** Dataset excerpts follows **
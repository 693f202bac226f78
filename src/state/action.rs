//! The pending-obligation queue.
//!
//! Whose move it is, and what kind of move, is encoded entirely as a
//! queue of `NextAction` entries, each tagged with the responsible
//! player. Most of the time the queue holds a single entry; a draw-four
//! play queues two at once (the actor's color choice and the victim's
//! mandatory draws).

use serde::{Deserialize, Serialize};

use crate::core::PlayerId;

/// A pending obligation gating the next move.
#[derive(Clone, Debug, PartialEq, Eq, Serialize, Deserialize)]
#[serde(tag = "type", rename_all = "kebab-case")]
pub enum NextAction {
    /// The player must play a card, or draw if nothing is playable.
    Play { player: PlayerId },
    /// The player owes mandatory draws from a draw-two.
    #[serde(rename_all = "camelCase")]
    DrawTwo { player: PlayerId, cards_left: u8 },
    /// The player owes mandatory draws from a draw-four.
    #[serde(rename_all = "camelCase")]
    DrawFour { player: PlayerId, cards_left: u8 },
    /// The player just played a wild or draw-four and must pick a color.
    ChooseColor { player: PlayerId },
    /// Terminal: the player emptied their hand and won.
    Finished { player: PlayerId },
}

impl NextAction {
    /// The player responsible for this obligation.
    #[must_use]
    pub fn player(&self) -> &PlayerId {
        match self {
            NextAction::Play { player }
            | NextAction::DrawTwo { player, .. }
            | NextAction::DrawFour { player, .. }
            | NextAction::ChooseColor { player }
            | NextAction::Finished { player } => player,
        }
    }

    /// Can this obligation be discharged by drawing a card?
    ///
    /// Color choices and the terminal marker never permit a draw.
    #[must_use]
    pub fn is_drawable(&self) -> bool {
        matches!(
            self,
            NextAction::Play { .. } | NextAction::DrawTwo { .. } | NextAction::DrawFour { .. }
        )
    }
}
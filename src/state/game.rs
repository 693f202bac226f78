//! The aggregate game document.
//!
//! `Game` is the whole state: players, hands, piles, turn pointer, color
//! constraint and the action queue. It is fully serializable (camelCase
//! fields, kebab-case tags, matching the shared-store document format)
//! and is replaced wholesale by every transition — the engine never hands
//! out a partially updated state.
//!
//! ## Invariants
//!
//! After dealing and after every transition:
//! - every card of the 108-card deck appears exactly once across the
//!   discard, the draw pile and the hands;
//! - the discard is never empty (its last card is the base card);
//! - the action queue is never empty, and is exactly `[finished]` once a
//!   player has won;
//! - `active_player_idx` indexes a valid player.

use im::{HashMap, Vector};
use rustc_hash::FxHashSet;
use serde::de::Error as _;
use serde::{Deserialize, Deserializer, Serialize, Serializer};

use super::action::NextAction;
use crate::cards::{Card, CardId, Color};
use crate::core::{Player, PlayerId};

/// The color a play must currently match.
///
/// `Any` is the window between a wild/draw-four play and the matching
/// choose-color: no color constraint applies until the choice lands.
#[derive(Clone, Copy, Debug, PartialEq, Eq)]
pub enum CurrentColor {
    /// A concrete color constraint.
    Color(Color),
    /// No constraint chosen yet.
    Any,
}

impl CurrentColor {
    /// Does a card of `color` satisfy this constraint?
    #[must_use]
    pub fn matches(self, color: Color) -> bool {
        match self {
            CurrentColor::Color(c) => c == color,
            CurrentColor::Any => true,
        }
    }

    /// Is the constraint still unresolved?
    #[must_use]
    pub fn is_any(self) -> bool {
        matches!(self, CurrentColor::Any)
    }
}

impl From<Color> for CurrentColor {
    fn from(color: Color) -> Self {
        CurrentColor::Color(color)
    }
}

// Wire format is the bare color name or "any", not a tagged enum.
impl Serialize for CurrentColor {
    fn serialize<S: Serializer>(&self, serializer: S) -> Result<S::Ok, S::Error> {
        match self {
            CurrentColor::Color(color) => serializer.serialize_str(color.as_str()),
            CurrentColor::Any => serializer.serialize_str("any"),
        }
    }
}

impl<'de> Deserialize<'de> for CurrentColor {
    fn deserialize<D: Deserializer<'de>>(deserializer: D) -> Result<Self, D::Error> {
        let name = String::deserialize(deserializer)?;
        match name.as_str() {
            "red" => Ok(CurrentColor::Color(Color::Red)),
            "yellow" => Ok(CurrentColor::Color(Color::Yellow)),
            "green" => Ok(CurrentColor::Color(Color::Green)),
            "blue" => Ok(CurrentColor::Color(Color::Blue)),
            "any" => Ok(CurrentColor::Any),
            other => Err(D::Error::unknown_variant(
                other,
                &["red", "yellow", "green", "blue", "any"],
            )),
        }
    }
}

/// Complete game state.
///
/// Uses `im` persistent collections, so cloning into the next state is
/// O(1) per unchanged pile and every snapshot stays independent.
///
/// All players' hands are visible in the document; concealment is a UI
/// courtesy, not an engine guarantee. Serializing writes per game id is
/// the storage layer's contract (single writer or compare-and-swap); the
/// engine only promises one deterministic successor per snapshot.
#[derive(Clone, Debug, PartialEq, Eq, Serialize, Deserialize)]
#[serde(rename_all = "camelCase")]
pub struct Game {
    pub(crate) id: String,
    /// Ordered: list position is turn order, fixed at deal time.
    pub(crate) players: Vector<Player>,
    /// Hand order is visual only; per-card identity is what matters.
    pub(crate) player_hands: HashMap<PlayerId, Vector<Card>>,
    pub(crate) active_player_idx: usize,
    pub(crate) current_color: CurrentColor,
    /// Last element is the base card.
    pub(crate) discard: Vector<Card>,
    /// Front element is the next card to draw.
    pub(crate) draw_pile: Vector<Card>,
    pub(crate) reverse_direction: bool,
    pub(crate) next_actions: Vector<NextAction>,
}

impl Game {
    /// The game id.
    #[must_use]
    pub fn id(&self) -> &str {
        &self.id
    }

    /// The players in turn order.
    #[must_use]
    pub fn players(&self) -> &Vector<Player> {
        &self.players
    }

    /// Number of seated players.
    #[must_use]
    pub fn player_count(&self) -> usize {
        self.players.len()
    }

    /// Look up a player by id.
    #[must_use]
    pub fn player(&self, id: &PlayerId) -> Option<&Player> {
        self.players.iter().find(|p| &p.id == id)
    }

    /// A player's hand.
    #[must_use]
    pub fn hand(&self, id: &PlayerId) -> Option<&Vector<Card>> {
        self.player_hands.get(id)
    }

    /// Index of the turn pointer into the player list.
    #[must_use]
    pub fn active_player_idx(&self) -> usize {
        self.active_player_idx
    }

    /// The player the turn pointer rests on.
    #[must_use]
    pub fn active_player(&self) -> &Player {
        &self.players[self.active_player_idx]
    }

    /// The color constraint in force.
    #[must_use]
    pub fn current_color(&self) -> CurrentColor {
        self.current_color
    }

    /// The discard pile; its last card is the base card.
    #[must_use]
    pub fn discard(&self) -> &Vector<Card> {
        &self.discard
    }

    /// The top of the discard: what the next play must follow.
    #[must_use]
    pub fn base_card(&self) -> Option<&Card> {
        self.discard.back()
    }

    /// The draw pile; the front card is drawn next.
    #[must_use]
    pub fn draw_pile(&self) -> &Vector<Card> {
        &self.draw_pile
    }

    /// Is turn order currently flipped?
    #[must_use]
    pub fn reverse_direction(&self) -> bool {
        self.reverse_direction
    }

    /// The pending obligation queue.
    #[must_use]
    pub fn next_actions(&self) -> &Vector<NextAction> {
        &self.next_actions
    }

    /// The obligation at the head of the queue.
    #[must_use]
    pub fn head_action(&self) -> Option<&NextAction> {
        self.next_actions.front()
    }

    /// Has a player won?
    #[must_use]
    pub fn is_finished(&self) -> bool {
        matches!(self.head_action(), Some(NextAction::Finished { .. }))
    }

    /// The winner, once the game is finished.
    #[must_use]
    pub fn winner(&self) -> Option<&PlayerId> {
        match self.head_action() {
            Some(NextAction::Finished { player }) => Some(player),
            _ => None,
        }
    }

    /// Every card id tracked by this state, across the discard, the draw
    /// pile and all hands.
    ///
    /// A healthy state's census is exactly the full deck; the integrity
    /// tests lean on this after every transition.
    #[must_use]
    pub fn card_census(&self) -> FxHashSet<CardId> {
        let mut census = FxHashSet::default();
        census.extend(self.discard.iter().map(|c| c.id().clone()));
        census.extend(self.draw_pile.iter().map(|c| c.id().clone()));
        for hand in self.player_hands.values() {
            census.extend(hand.iter().map(|c| c.id().clone()));
        }
        census
    }

    /// Total number of cards tracked, counting duplicates.
    #[must_use]
    pub fn card_count(&self) -> usize {
        self.discard.len()
            + self.draw_pile.len()
            + self.player_hands.values().map(Vector::len).sum::<usize>()
    }
}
** End of Dataset excerpts **
**Your instructions**
Please work out how many lines of the data include the string "order" and reply with the number alone.

**Task response**
4